La estabilidad de la **democracia española** en 1981 no solo se jugaba en los pasillos del Congreso de los Diputados, sino también en los despachos de la Casa Blanca. Los documentos recientemente desclasificados arrojan luz sobre la rapidez con la que la administración de **Ronald Reagan** reaccionó tras el fallido golpe de Estado del 23 de febrero. Lejos de la ambigüedad inicial, el respaldo de Washington hacia la figura de **Juan Carlos I** fue una pieza fundamental para la legitimación internacional del nuevo orden constitucional en un contexto de plena Guerra Fría.
El respaldo estratégico de Washington: Una misiva de urgencia
Apenas cuatro días después de que los tanques regresaran a los cuarteles, el 27 de febrero de 1981, el presidente **Ronald Reagan** formalizó su apoyo mediante una carta enviada directamente al Palacio de la Zarzuela. En este escrito, el mandatario estadounidense no solo expresaba su alivio, sino que elevaba la actuación del monarca a la categoría de ejemplo global. Para Reagan, la **resolución inquebrantable** del Rey frente al asedio de las instituciones democráticas fue un soplo de inspiración para el mundo occidental.
El mensaje de la Casa Blanca enfatizaba varios puntos clave que definieron la relación bilateral en los años siguientes:
- El reconocimiento de la **valentía personal** de Juan Carlos I ante los insurgentes.
- La validación del proceso de **transición democrática** como un modelo pacífico y exitoso.
- El compromiso explícito de Estados Unidos de no dejar sola a España en la defensa de sus principios constitucionales.
- La condena rotunda a los métodos de fuerza empleados por quienes intentaron subvertir el orden legal.
La consolidación del ‘Campeón de la Democracia’
Esta sintonía política cristalizó meses después, en octubre de 1981, durante una visita de Estado a la capital estadounidense. Fue en ese escenario donde Reagan acuñó el término de **»Campeón de la Democracia»** para referirse al Rey, vinculando su figura con la plena integración de España en la comunidad de naciones occidentales. Este apoyo no era meramente simbólico; buscaba anclar a España definitivamente en la órbita de la **OTAN** y el mercado común, alejándola de cualquier tentación autoritaria residual.
Las sombras del 23-F: El papel del CESID y la protección de la Corona
Sin embargo, la narrativa oficial de heroísmo se complementa con matices más complejos revelados por informes reservados del **Centro Superior de Información de la Defensa (CESID)**. Un documento fechado en febrero de 1982 sugiere que, tras el golpe, existió una preocupación latente por preservar la imagen de la Corona frente al proceso judicial militar. Según estas fuentes de inteligencia, se habrían producido contactos discretos con figuras clave de la asonada, como el teniente general **Milans del Bosch**.
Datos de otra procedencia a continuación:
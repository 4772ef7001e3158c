//! Basic geometry types shared by transforms, shapes, and scene leaves

use serde::{Deserialize, Serialize};

/// A 2D point in the scene coordinate system
#[derive(Debug, Clone, Copy, PartialEq, Serialize, Deserialize)]
pub struct Point {
    pub x: f64,
    pub y: f64,
}

impl Point {
    pub fn new(x: f64, y: f64) -> Self {
        Self { x, y }
    }
}

/// An axis-aligned rectangle describing the spatial extent of an element
///
/// Spacer leaves carry one of these to reserve room without contributing
/// anything drawable.
#[derive(Debug, Clone, Copy, PartialEq, Serialize, Deserialize)]
pub struct Bounds {
    pub x: f64,
    pub y: f64,
    pub width: f64,
    pub height: f64,
}

impl Bounds {
    pub fn new(x: f64, y: f64, width: f64, height: f64) -> Self {
        Self {
            x,
            y,
            width,
            height,
        }
    }

    /// Create a zero-sized bounds at the origin
    pub fn zero() -> Self {
        Self::new(0.0, 0.0, 0.0, 0.0)
    }

    /// Right edge x-coordinate
    pub fn right(&self) -> f64 {
        self.x + self.width
    }

    /// Bottom edge y-coordinate
    pub fn bottom(&self) -> f64 {
        self.y + self.height
    }

    /// Center point of the bounds
    pub fn center(&self) -> Point {
        Point {
            x: self.x + self.width / 2.0,
            y: self.y + self.height / 2.0,
        }
    }

    /// Compute the union of two bounds (smallest rectangle containing both)
    pub fn union(&self, other: &Bounds) -> Bounds {
        let x = self.x.min(other.x);
        let y = self.y.min(other.y);
        let right = self.right().max(other.right());
        let bottom = self.bottom().max(other.bottom());
        Bounds::new(x, y, right - x, bottom - y)
    }
}

impl Default for Bounds {
    fn default() -> Self {
        Self::zero()
    }
}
El objetivo de estos encuentros, según los informes desclasificados, era asegurar que el juicio por la intentona golpista no erosionara el prestigio de la institución monárquica. Se menciona incluso que el general Milans del Bosch habría solicitado interlocución directa, rechazando mediadores, para discutir el alcance de las responsabilidades durante la vista oral. Estas revelaciones presentan una gestión de crisis centrada en el **control de daños reputacionales** tras la tormenta política.
Infiltración y encubrimiento: El dilema de los servicios secretos
La desclasificación también ha puesto el foco en la actuación de los propios servicios de inteligencia. Los archivos indican que al menos seis miembros de la **Agrupación Operativa de Misiones Especiales (AOME)**, predecesora del actual CNI, no solo habrían tenido conocimiento previo de la conspiración, sino que participaron activamente en ella. La gravedad del asunto radica en las maniobras posteriores para **encubrir su implicación** mediante la creación de operaciones ficticias que justificaran sus movimientos durante la jornada del 23 de febrero.
Este doble juego de la inteligencia española —donde algunos sectores trabajaban para frenar el golpe mientras otros lo facilitaban o intentaban ocultar su rastro— añade una capa de complejidad al análisis histórico. Mientras **Ronald Reagan** aplaudía desde Washington la firmeza democrática española, en el interior del Estado se libraba una batalla por la transparencia y la depuración de responsabilidades en los estamentos de seguridad.
Conclusión: Una democracia bajo la lupa internacional
En definitiva, el intercambio epistolar entre Reagan y Juan Carlos I representa la cara visible de una estrategia de **legitimación internacional** necesaria para la supervivencia del sistema constitucional español. No obstante, los documentos del CESID nos recuerdan que la estabilidad lograda fue también fruto de una intensa actividad en las sombras, donde la protección de la Corona y la gestión de las lealtades militares fueron prioridades críticas para el éxito de la **Transición**.